The selected compounds have been categorized into seven sets on the basis of their biological activities, viz. minimum concentration of varied anaesthetics required for complete block of excitability in sartorius muscle of the frog, minimum concentration of miscellaneous drugs for blocking electrical activity in frog muscle, minimum blocking concentration of miscellaneous alkanols to reduce action potential of frog nerves by 50%, relative biological response for neuromuscular blocking activity of aromatic bis-quaternary compounds on rabbit phrenic nerve diaphragm, minimum blocking concentration of pyrethroids to suppress action potential of central nerve cord of cockroach, 50% inhibitory growth concentration of miscellaneous aliphatic alcohols and esters to present toxicological activity in Tetrahymena pyriformis and binding affinity of 3-amidinophenylalanine derivatives towards thrombin. The biological activity data for these compounds have been taken from literature [10,11,12,13,14, 38, 39]. Regression analysis has been carried out to correlate descriptor values with observed activities to build a scrupulous and realistic QSAR model. In the study, the DFT-based reactivity descriptor, polarizability, is adopted as an independent variable, while log of inverse of minimum blocking concentration (MBC), log of relative biological response (RBR), log of inverse of inhibitory growth concentration (IGC) or log of inverse of binding affinity (Ki) is considered a dependent variable to establish QSAR model to predict the biological activity:

$$ {\log}\left( {\frac{1}{{{\text{MBC}}}}} \right) \;{\text{or}}\; \left( {{\text{RBR}}} \right) \;{\text{or}}\; \left( {\frac{1}{{{\text{IGC}}_{50} }}} \right) = a\alpha + b $$
(6)

and

$$ {\log}\left( {\frac{1}{{K_{i} }}} \right) = a\alpha + b\beta + c $$
(7)

In these expressions, log (1/MBC), (RBR), (1/IGC50) or (1/Ki) implies predicted biological activity, α indicates polarizability of the compound, while ‘a’, ‘b’ and ‘c’ represent constants calculated for respective set of compounds. β signifies the compressibility of the molecule. The total number of compounds in every set (n) is split into training and test set to develop the model and assess its predictive power, respectively. The division is made such that both the sets contain similar functional group as far as possible. Goodness-of-fit of the developed model is determined by coefficient of determination (R2), and robustness is evaluated by cross-validation coefficient (using leave-one-out method) (R2CV). Further, predicted residual error sum of squares and error bar analysis is used to test the uniformity and significance of the data. All the OECD principles have been followed; namely endpoint has been defined, an unambiguous algorithm is developed, applicability domain is defined, measures of goodness-of-fit, robustness and predictivity have been provided and finally, a mechanistic interpretation is also presented. The computations have been carried out using Minitab including the development, testing and validation of the developed regression models [40].

Results and discussion

The study describes the application of Tandon et al.’s polarizability in the real field as a predictor of biological activity for the chosen 312 compounds. Observed activity data (1/MBC or RBR or 1/IGC50 or 1/Ki) of the selected compounds are taken as the dependent variable, whereas polarizability (α) is considered as an independent variable in developing the regression models. As mentioned in the above section, the study has been performed by differentiating the selected compounds into seven categories. Discussion for each of the above-mentioned sets is presented in this part.

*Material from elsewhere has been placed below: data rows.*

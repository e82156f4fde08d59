use super::ingest::{
    handle_ingest_actions, handle_ingest_logs, handle_ingest_network, handle_ingest_vitals,
    handle_ingest_websocket,
};
use super::mcp::{handle_mcp, handle_mcp_get};
use super::query::{
    handle_command_result, handle_extension_logs, handle_health, handle_ingest_health,
    handle_query_actions, handle_query_logs, handle_query_network, handle_query_vitals,
    handle_query_websocket, handle_websocket_status,
};
use super::sync::handle_sync;
use super::AppState;

use crate::config::GatewayConfig;
use crate::daemon::Daemon;
use anyhow::{Context, Result};
use axum::{
    Router,
    http::{HeaderName, HeaderValue, Method, StatusCode, header},
    routing::{get, post},
};
use std::sync::Arc;
use std::time::Duration;
use tokio_util::sync::CancellationToken;
use tower_http::cors::CorsLayer;
use tower_http::limit::RequestBodyLimitLayer;
use tower_http::timeout::TimeoutLayer;

const CLIENT_HEADER_LOWER: &str = "x-gasoline-client";

/// Returns true when the bind address is not a loopback address.
pub fn is_public_bind(host: &str) -> bool {
    !matches!(
        host,
        "127.0.0.1" | "localhost" | "::1" | "[::1]" | "0:0:0:0:0:0:0:1"
    )
}

/// Bind `host:port` and serve until `shutdown` fires.
pub async fn run_gateway(
    host: &str,
    port: u16,
    daemon: Arc<Daemon>,
    shutdown: CancellationToken,
) -> Result<()> {
    if is_public_bind(host) && !daemon.config().gateway.allow_public_bind {
        anyhow::bail!(
            "Refusing to bind to {host}: captured browser data would be reachable from the network.\n\
             Fix: use --host 127.0.0.1 (default), or set\n\
             [gateway] allow_public_bind = true in config.toml (NOT recommended)."
        );
    }

    let listener = tokio::net::TcpListener::bind((host, port))
        .await
        .with_context(|| format!("bind gateway socket on {host}:{port}"))?;

    run_gateway_with_listener(listener, daemon, shutdown).await
}

/// Serve from a pre-bound listener.
pub async fn run_gateway_with_listener(
    listener: tokio::net::TcpListener,
    daemon: Arc<Daemon>,
    shutdown: CancellationToken,
) -> Result<()> {
    let addr = listener
        .local_addr()
        .context("get gateway listener local address")?;
    tracing::info!(%addr, "gateway listening");

    let app = build_app(AppState::new(daemon));
    axum::serve(listener, app)
        .with_graceful_shutdown(async move { shutdown.cancelled().await })
        .await
        .context("serve HTTP gateway")?;

    tracing::info!(%addr, "gateway stopped");
    Ok(())
}

pub fn build_app(state: AppState) -> Router {
    let gateway: GatewayConfig = state.daemon.config().gateway.clone();

    let telemetry = Router::new()
        .route("/health", get(handle_health))
        .route("/v4/health", get(handle_ingest_health))
        .route("/sync", post(handle_sync))
        .route("/command-result", post(handle_command_result))
        .route("/logs", get(handle_query_logs).post(handle_ingest_logs))
        .route(
            "/network-bodies",
            get(handle_query_network).post(handle_ingest_network),
        )
        .route(
            "/websocket-events",
            get(handle_query_websocket).post(handle_ingest_websocket),
        )
        .route("/websocket-status", get(handle_websocket_status))
        .route(
            "/enhanced-actions",
            get(handle_query_actions).post(handle_ingest_actions),
        )
        .route("/vitals", get(handle_query_vitals).post(handle_ingest_vitals))
        .route("/extension-logs", get(handle_extension_logs))
        .layer(RequestBodyLimitLayer::new(gateway.max_body_bytes));

    // `/mcp` enforces the same limit itself and answers in JSON-RPC.
    let mut app = Router::new()
        .merge(telemetry)
        .route("/mcp", post(handle_mcp).get(handle_mcp_get))
        .with_state(state)
        .layer(TimeoutLayer::with_status_code(
            StatusCode::REQUEST_TIMEOUT,
            Duration::from_secs(gateway.request_timeout_secs),
        ));

    if !gateway.cors_origins.is_empty() {
        let origins: Vec<HeaderValue> = gateway
            .cors_origins
            .iter()
            .filter_map(|o| o.parse().ok())
            .collect();
        app = app.layer(
            CorsLayer::new()
                .allow_origin(origins)
                .allow_methods([Method::GET, Method::POST])
                .allow_headers([
                    header::CONTENT_TYPE,
                    HeaderName::from_static(CLIENT_HEADER_LOWER),
                ]),
        );
    }
    app
}
use std::sync::{Mutex, PoisonError};
use std::time::{Duration, Instant};
use thiserror::Error;

/// Sliding-window limiter for assistant tool calls.
#[derive(Debug)]
pub struct ToolCallLimiter {
    /// Admission times still inside the window.
    calls: Mutex<Vec<Instant>>,
    max_calls: usize,
    window: Duration,
}

#[derive(Debug, Clone, Copy, PartialEq, Eq, Error)]
#[error(
    "Tool call rate limit exceeded ({max_calls} calls per {}s). Wait before retrying.",
    window.as_secs()
)]
pub struct ToolRateLimited {
    pub max_calls: usize,
    pub window: Duration,
}

impl ToolCallLimiter {
    pub fn new(max_calls: usize, window: Duration) -> Self {
        Self {
            calls: Mutex::new(Vec::new()),
            max_calls,
            window,
        }
    }

    /// Admit and record one call, or refuse it without recording.
    pub fn check_and_record(&self) -> Result<(), ToolRateLimited> {
        self.check_and_record_at(Instant::now())
    }

    pub(crate) fn check_and_record_at(&self, now: Instant) -> Result<(), ToolRateLimited> {
        let mut calls = self.calls.lock().unwrap_or_else(PoisonError::into_inner);
        let cutoff = now.checked_sub(self.window);
        calls.retain(|t| cutoff.is_none_or(|cutoff| *t > cutoff));
        if calls.len() >= self.max_calls {
            return Err(ToolRateLimited {
                max_calls: self.max_calls,
                window: self.window,
            });
        }
        calls.push(now);
        Ok(())
    }

    /// Calls admitted within the current window.
    pub fn count(&self) -> usize {
        let mut calls = self.calls.lock().unwrap_or_else(PoisonError::into_inner);
        if let Some(cutoff) = Instant::now().checked_sub(self.window) {
            calls.retain(|t| *t > cutoff);
        }
        calls.len()
    }
}
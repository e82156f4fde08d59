//! Snapshot queries, health and command-result delivery.

use super::ingest::invalid_json;
use super::{AppState, JsonResponse, error_response};
use crate::capture::{
    ActionFilter, LogFilter, NetworkFilter, Page, PageRequest, Pagination, WebSocketFilter,
};
use crate::diagnostics::health::{ingest_health, liveness};
use crate::error::CaptureError;
use crate::pending::Outcome;
use axum::{
    Json,
    extract::{Query, State, rejection::JsonRejection},
    http::StatusCode,
    response::{IntoResponse, Response},
};
use serde::{Deserialize, Serialize};
use serde_json::{Value, json};

fn cursor_error(err: &CaptureError) -> JsonResponse {
    match err {
        CaptureError::CursorExpired { .. } => {
            let mut response = error_response(StatusCode::GONE, "cursor_expired", err.to_string());
            response.1.0["lost_entries"] = json!(err.lost_entries());
            response
        }
        CaptureError::InvalidCursor(_) | CaptureError::UnknownBuffer(_) => {
            error_response(StatusCode::BAD_REQUEST, "invalid_cursor", err.to_string())
        }
    }
}

fn page_response<T: Serialize>(page: Result<Page<T>, CaptureError>) -> JsonResponse {
    match page {
        Ok(page) => (
            StatusCode::OK,
            Json(json!({ "entries": page.entries, "metadata": page.meta })),
        ),
        Err(e) => cursor_error(&e),
    }
}

fn request(pagination: &Pagination) -> Result<PageRequest, JsonResponse> {
    pagination.to_request().map_err(|e| cursor_error(&e))
}

/// GET /logs
pub(super) async fn handle_query_logs(
    State(state): State<AppState>,
    Query(pagination): Query<Pagination>,
    Query(filter): Query<LogFilter>,
) -> JsonResponse {
    match request(&pagination) {
        Ok(request) => page_response(state.daemon.capture.read_logs(&request, &filter)),
        Err(response) => response,
    }
}

/// GET /network-bodies
pub(super) async fn handle_query_network(
    State(state): State<AppState>,
    Query(pagination): Query<Pagination>,
    Query(filter): Query<NetworkFilter>,
) -> JsonResponse {
    match request(&pagination) {
        Ok(request) => page_response(state.daemon.capture.read_network(&request, &filter)),
        Err(response) => response,
    }
}

/// GET /websocket-events
pub(super) async fn handle_query_websocket(
    State(state): State<AppState>,
    Query(pagination): Query<Pagination>,
    Query(filter): Query<WebSocketFilter>,
) -> JsonResponse {
    match request(&pagination) {
        Ok(request) => page_response(state.daemon.capture.read_websocket(&request, &filter)),
        Err(response) => response,
    }
}

/// GET /enhanced-actions
pub(super) async fn handle_query_actions(
    State(state): State<AppState>,
    Query(pagination): Query<Pagination>,
    Query(filter): Query<ActionFilter>,
) -> JsonResponse {
    match request(&pagination) {
        Ok(request) => page_response(state.daemon.capture.read_actions(&request, &filter)),
        Err(response) => response,
    }
}

/// GET /vitals
pub(super) async fn handle_query_vitals(
    State(state): State<AppState>,
    Query(pagination): Query<Pagination>,
) -> JsonResponse {
    match request(&pagination) {
        Ok(request) => page_response(state.daemon.capture.read_vitals(&request)),
        Err(response) => response,
    }
}

/// GET /extension-logs
pub(super) async fn handle_extension_logs(
    State(state): State<AppState>,
    Query(pagination): Query<Pagination>,
) -> JsonResponse {
    match request(&pagination) {
        Ok(request) => page_response(state.daemon.capture.read_extension_logs(&request)),
        Err(response) => response,
    }
}

#[derive(Debug, Default, Deserialize)]
#[serde(default)]
pub(super) struct WebSocketStatusQuery {
    url: Option<String>,
    connection_id: Option<String>,
}

/// GET /websocket-status
pub(super) async fn handle_websocket_status(
    State(state): State<AppState>,
    Query(query): Query<WebSocketStatusQuery>,
) -> JsonResponse {
    let status = state
        .daemon
        .capture
        .websocket_status(query.url.as_deref(), query.connection_id.as_deref());
    (StatusCode::OK, Json(json!(status)))
}

/// GET /health
pub(super) async fn handle_health(State(state): State<AppState>) -> JsonResponse {
    (StatusCode::OK, Json(json!(liveness(&state.daemon))))
}

/// GET /v4/health
pub(super) async fn handle_ingest_health(State(state): State<AppState>) -> JsonResponse {
    (StatusCode::OK, Json(json!(ingest_health(&state.daemon))))
}

/// One command outcome reported by the extension, standalone or inside `/sync`.
#[derive(Debug, Clone, Deserialize)]
pub(super) struct CommandResultBody {
    #[serde(default)]
    pub id: Option<String>,
    #[serde(default)]
    pub correlation_id: Option<String>,
    #[serde(default, alias = "status")]
    pub outcome: Option<String>,
    #[serde(default)]
    pub result: Option<Value>,
    #[serde(default)]
    pub error: Option<String>,
}

/// Why a reported result could not be applied.
#[derive(Debug, Clone, PartialEq, Eq)]
pub(super) enum DeliveryError {
    MissingId,
    BadOutcome(String),
    Unknown(String),
}

impl CommandResultBody {
    /// Apply this result to the pending registry.
    pub(super) fn deliver(self, state: &AppState) -> Result<String, DeliveryError> {
        let id = self
            .correlation_id
            .or(self.id)
            .filter(|id| !id.is_empty())
            .ok_or(DeliveryError::MissingId)?;
        let outcome = match self.outcome.as_deref().map(str::trim) {
            Some(raw) if !raw.is_empty() => raw
                .parse::<Outcome>()
                .map_err(|_| DeliveryError::BadOutcome(raw.to_string()))?,
            _ if self.error.is_some() => Outcome::Error,
            _ => Outcome::Complete,
        };

        if state.daemon.pending.deliver(&id, outcome, self.result, self.error) {
            tracing::debug!(correlation_id = %id, %outcome, "command result delivered");
            Ok(id)
        } else {
            tracing::debug!(correlation_id = %id, "command result for unknown or settled command");
            Err(DeliveryError::Unknown(id))
        }
    }
}

/// POST /command-result
pub(super) async fn handle_command_result(
    State(state): State<AppState>,
    body: Result<Json<CommandResultBody>, JsonRejection>,
) -> Response {
    let Json(body) = match body {
        Ok(body) => body,
        Err(e) => return invalid_json(&e),
    };
    let response = match body.deliver(&state) {
        Ok(id) => (
            StatusCode::OK,
            Json(json!({ "status": "ok", "correlation_id": id })),
        ),
        Err(DeliveryError::MissingId) => error_response(
            StatusCode::BAD_REQUEST,
            "missing_param",
            "correlation_id (or id) is required",
        ),
        Err(DeliveryError::BadOutcome(raw)) => error_response(
            StatusCode::BAD_REQUEST,
            "invalid_param",
            format!("unknown outcome '{raw}'; expected complete, error or timeout"),
        ),
        Err(DeliveryError::Unknown(id)) => error_response(
            StatusCode::NOT_FOUND,
            "no_data",
            format!("no pending command {id}"),
        ),
    };
    response.into_response()
}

Complete block of excitability in terms of minimum blocking concentration for sartorius muscle of the frog

The first set of compounds presents the potential of a broad variety of anaesthetics to block the sartorius muscle of the frog. Such blocking is possibly a result of nerve inhibition. The QSAR model obtained for the minimum blocking concentration using polarizability is represented by Eq. (8):

$$ \begin{gathered} \log \left( {\frac{1}{{{\text{MBC}}}}} \right) = \left( {0.019} \right)\alpha - \left( {0.596} \right) \hfill \\ n{ } = { }39,{ }R^{2} { } = { }0.950,{ }R^{2} _{\text{CV }} = { }0.938 \hfill \\ \end{gathered} $$
(8)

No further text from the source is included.